We sent for Physitians to Lond, whilst there was yet life in him; but the river was frozen up, & the Coach brake by the way ere it got a mile from the house; so as all artificial help failing, & his natural strength exhausted, we lost the prettiest, and dearest Child, that ever parents had, being but 5 years <5 months> & 3 days old in years but even at that tender age, aprodigie for Witt, & understanding; for beauty of body a very Angel, & for endowments of mind, of incredible & rare hopes.
30 On the Saturday following, I sufferd the Physitians to have him opened: Dr. Needham & Dr. Welles, who were come three days before, & a little time ere he expired, but was past all help, & in my opinion he was suffocated by the woman & maide that tended him, & covered him too hott with blankets as he lay in a Cradle, neere an excessive hot fire in a close roome; for my Wife & I being then below & not long come from him, being come up, & I lifting up the blanket, which had quite cove<re>d the Cradle, taking first notice of his wonderfull fresh colour, & hardly hearing him breath or heave, soone perceived that he was neere overcome with heate & sweate, & so doubtlesse it was, & the Child so farr gon, as we could not make him to heare, or once open his eyes, though life was apparently in him: we gave him something to make him sneeze but ineffectivly:
Being open'd they they found a membranous substance growing to the cavous part of the liver, somewhat neere the edge of it for the compasse of 3 Inches, which ought not to be; for the Liver is fixed onely by three strong ligaments, all far distant from that part; on which they confidently affirm'd, the Child was (as tis vulgarly cald) liver-growne, & thence that sicknesse & so frequent complaint of his side: & indeede both Liver & Splen were exceedingly large &c:
After this I caused the body to be Cofin'd in Lead & reposited him that night, about 8 a clock in the Church of Deptford, accompanied with divers of my relations & neighbours, among whom I distributed rings with this ___ Dominus abstulit: intending (God willing) to have him transported with my owne body, to be interrd at our Dormitorie in Wotton chur<c>h in my deare native County Surry, & to lay my bones & mingle my dust with my Fathers 1 If God be so gracious to me; & make me as fit for him, as this blessed child was: Here ends the joy of my life, & for which I go even mourning to the grave: The L. Jesus sanctifie this & all others my Afflictions: Amen:


15 The afflicting hand of God being still upon us, it pleased him also to take away from us this morning my other youngest sonn George now 7 weeks languishing at Nurse, breeding Teeth, & ending in a Dropsie: Gods holy will be don: he was buried in Deptford church the 17th following:____

... This had ben the severest Winter, that man alive had knowne in England: The Crowes feet were frozen to their prey: Ilands of Ice inclosed both fish & foule frozen, & some persons in their boates:

21 Being greately afflicted with the Hemerhoids <bleeding> very much, by reason of the purges which I tooke, stoping this day on a suddain taking cold, I was so ill, that I was not far from death, & so continued to the 23. when being let bloude in the foote, it pleas'd God to restore me after some time; Blessed <be> God.
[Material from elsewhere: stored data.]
//! `crate` dependencies against a mock registry.

use deps_pin::core::PinError;
use deps_pin::resolver::{Artifact, Reference};
use deps_pin::test_utils::{DepsDir, init_test_logging};
use deps_pin::updater::{UpdateOptions, Updater};
use serde_json::json;
use wiremock::MockServer;

use crate::common::{mount_json, requested_paths, resolver, spec};

const SUM_2_0_0: &str = "2e0c5bd1bd6d3cc8bd9e7c7e6d04c2be5b0b3f3c6d8b3f4e7e3d9a1b5c6d7e8f";
const SUM_1_9_0: &str = "19c0ffee19c0ffee19c0ffee19c0ffee19c0ffee19c0ffee19c0ffee19c0ffee";

async fn mount_foo(server: &MockServer) {
    mount_json(
        server,
        "/api/v1/crates/foo",
        json!({
            "crate": {"id": "foo"},
            "versions": [
                {"num": "2.0.0", "dl_path": "/api/v1/crates/foo/2.0.0/download", "checksum": SUM_2_0_0, "yanked": false},
                {"num": "1.9.0", "dl_path": "/api/v1/crates/foo/1.9.0/download", "checksum": SUM_1_9_0, "yanked": false}
            ]
        }),
    )
    .await;
}

#[tokio::test]
async fn test_crate_end_to_end_emits_newest_version() {
    init_test_logging(None);
    let server = MockServer::start().await;
    mount_foo(&server).await;

    let deps = DepsDir::new().unwrap();
    deps.write_deps(r#"{"repositories": [{"name": "foo", "type": "crate"}]}"#).unwrap();

    let updater = Updater::new(&deps.settings(&server.uri()), UpdateOptions::default()).unwrap();
    let summary = updater.run(|_| {}).await.unwrap();
    assert_eq!(summary.resolved, 1);
    assert_eq!(summary.drifted, 0);

    let fragment = deps.read_gen("dep_foo.bzl").unwrap();
    assert!(fragment.contains(&format!("URL = \"{}/api/v1/crates/foo/2.0.0/download\"\n", server.uri())));
    assert!(fragment.contains("STRIP_PREFIX = \"foo-2.0.0\"\n"));
    assert!(fragment.contains(&format!("SHA256 = \"{SUM_2_0_0}\"\n")));
    assert!(fragment.contains("TYPE = \"tgz\"\nVERSION = \"2.0.0\"\n"));
    assert!(!fragment.contains("1.9.0"));

    // The checksum comes from the registry; the package is never downloaded.
    assert_eq!(requested_paths(&server).await, vec!["/api/v1/crates/foo".to_string()]);
}

#[tokio::test]
async fn test_frozen_crate_version_wins_and_reports_drift() {
    let server = MockServer::start().await;
    mount_foo(&server).await;

    let resolved = resolver(&server)
        .resolve(&spec(r#"{"name": "foo", "type": "crate", "freeze_version": "1.9.0"}"#))
        .await
        .unwrap();

    assert_eq!(resolved.reference, Reference::Version("1.9.0".to_string()));
    assert_eq!(resolved.artifact.sha256(), Some(SUM_1_9_0));
    match &resolved.artifact {
        Artifact::Archive {
            strip_prefix,
            ..
        } => assert_eq!(strip_prefix, "foo-1.9.0"),
        other => panic!("unexpected artifact {other:?}"),
    }
    let drift = resolved.drift.unwrap();
    assert_eq!(drift.to_string(), "frozen, update available 1.9.0 -> 2.0.0");
}

#[tokio::test]
async fn test_unknown_frozen_version_fails() {
    let server = MockServer::start().await;
    mount_foo(&server).await;

    let err = resolver(&server)
        .resolve(&spec(r#"{"name": "foo", "type": "crate", "freeze_version": "3.0.0"}"#))
        .await
        .unwrap_err();
    assert!(matches!(err, PinError::FrozenVersionNotFound { ref version, .. } if version == "3.0.0"));
}

#[tokio::test]
async fn test_unknown_crate_is_http_error() {
    let server = MockServer::start().await;
    crate::common::mount_status(&server, "/api/v1/crates/nope", 404).await;

    let err = resolver(&server).resolve(&spec(r#"{"name": "nope", "type": "crate"}"#)).await.unwrap_err();
    assert!(err.is_not_found());
}

#[tokio::test]
async fn test_crate_without_versions_is_invalid_response() {
    let server = MockServer::start().await;
    mount_json(&server, "/api/v1/crates/ghost", json!({"versions": []})).await;

    let err = resolver(&server)
        .resolve(&spec(r#"{"name": "ghost", "type": "crate", "freeze_version": "1.0.0"}"#))
        .await
        .unwrap_err();
    assert!(matches!(err, PinError::InvalidResponse { .. }));
}

#[tokio::test]
async fn test_yanked_newest_still_resolves() {
    let server = MockServer::start().await;
    mount_json(
        &server,
        "/api/v1/crates/bar",
        json!({"versions": [
            {"num": "0.2.0", "dl_path": "/api/v1/crates/bar/0.2.0/download", "checksum": "aa", "yanked": true},
            {"num": "0.1.0", "dl_path": "/api/v1/crates/bar/0.1.0/download", "checksum": "bb", "yanked": false}
        ]}),
    )
    .await;

    let resolved = resolver(&server).resolve(&spec(r#"{"name": "bar", "type": "crate"}"#)).await.unwrap();
    assert_eq!(resolved.reference.as_str(), "0.2.0");
}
15 I went to Lond: to divert myselfe from my sadnesse, lay at my Bro:

2. An extraordinary storme of haile & raine, cold season as winter, wind northerly neere 6 moneths.
3 A large Whale taken, twixt my Land butting on the Thames & Greenewich, which drew an infinite Concourse to see it, by water, horse, coach, on foote from Lond, & all parts: It appeared first below Greenewich at low-water, for at high water, it would have destroyed all the boates: but lying now in shallow water, incompassed with boates, after a long Conflict it was killed with the harping yrons, & struck in the head, out of which spouted blood & water, by two tunnells like Smoake from a chimney: & after an horrid grone it ran quite on shore & died: The length was 58 foote: 16 in height, black-skin'd like Coach-leather, very small eyes, greate taile, small finns & but 2: a piked snout, & a mouth so wide & divers men might have stood upright in it: No teeth at all, but sucked the slime onely as thro a grate made of that bone which we call Whale bone: The throate <yet> so narrow, as would not have admitted the least of fishes: The extreames of the Cetaceous bones hang downewards, from the Upper <jaw>, & was hairy towards the Ends, & bottom withinside: all of it prodigious, but in nothing more wonderfull then that an Animal of so greate a bulk should be nourished onely by slime, thro' those grates: a) The bones making the grate. b) The Tongue, c. the finn: d the Eye: e) one of the bones making the grate (a) f the Tunnells through which, shutting the mouth, the water is forced upward, at least 30 foote, like a black thick mist. &c:


The 10th to Sir Ambros Brown at Betchworth Castle in that tempestious Wind, which threw-downe my greatest trees at Says Court, & did so much mischiefe all England over: It continued all night, till 3 afternoone next day, & was S. West, destroying all our winter fruit...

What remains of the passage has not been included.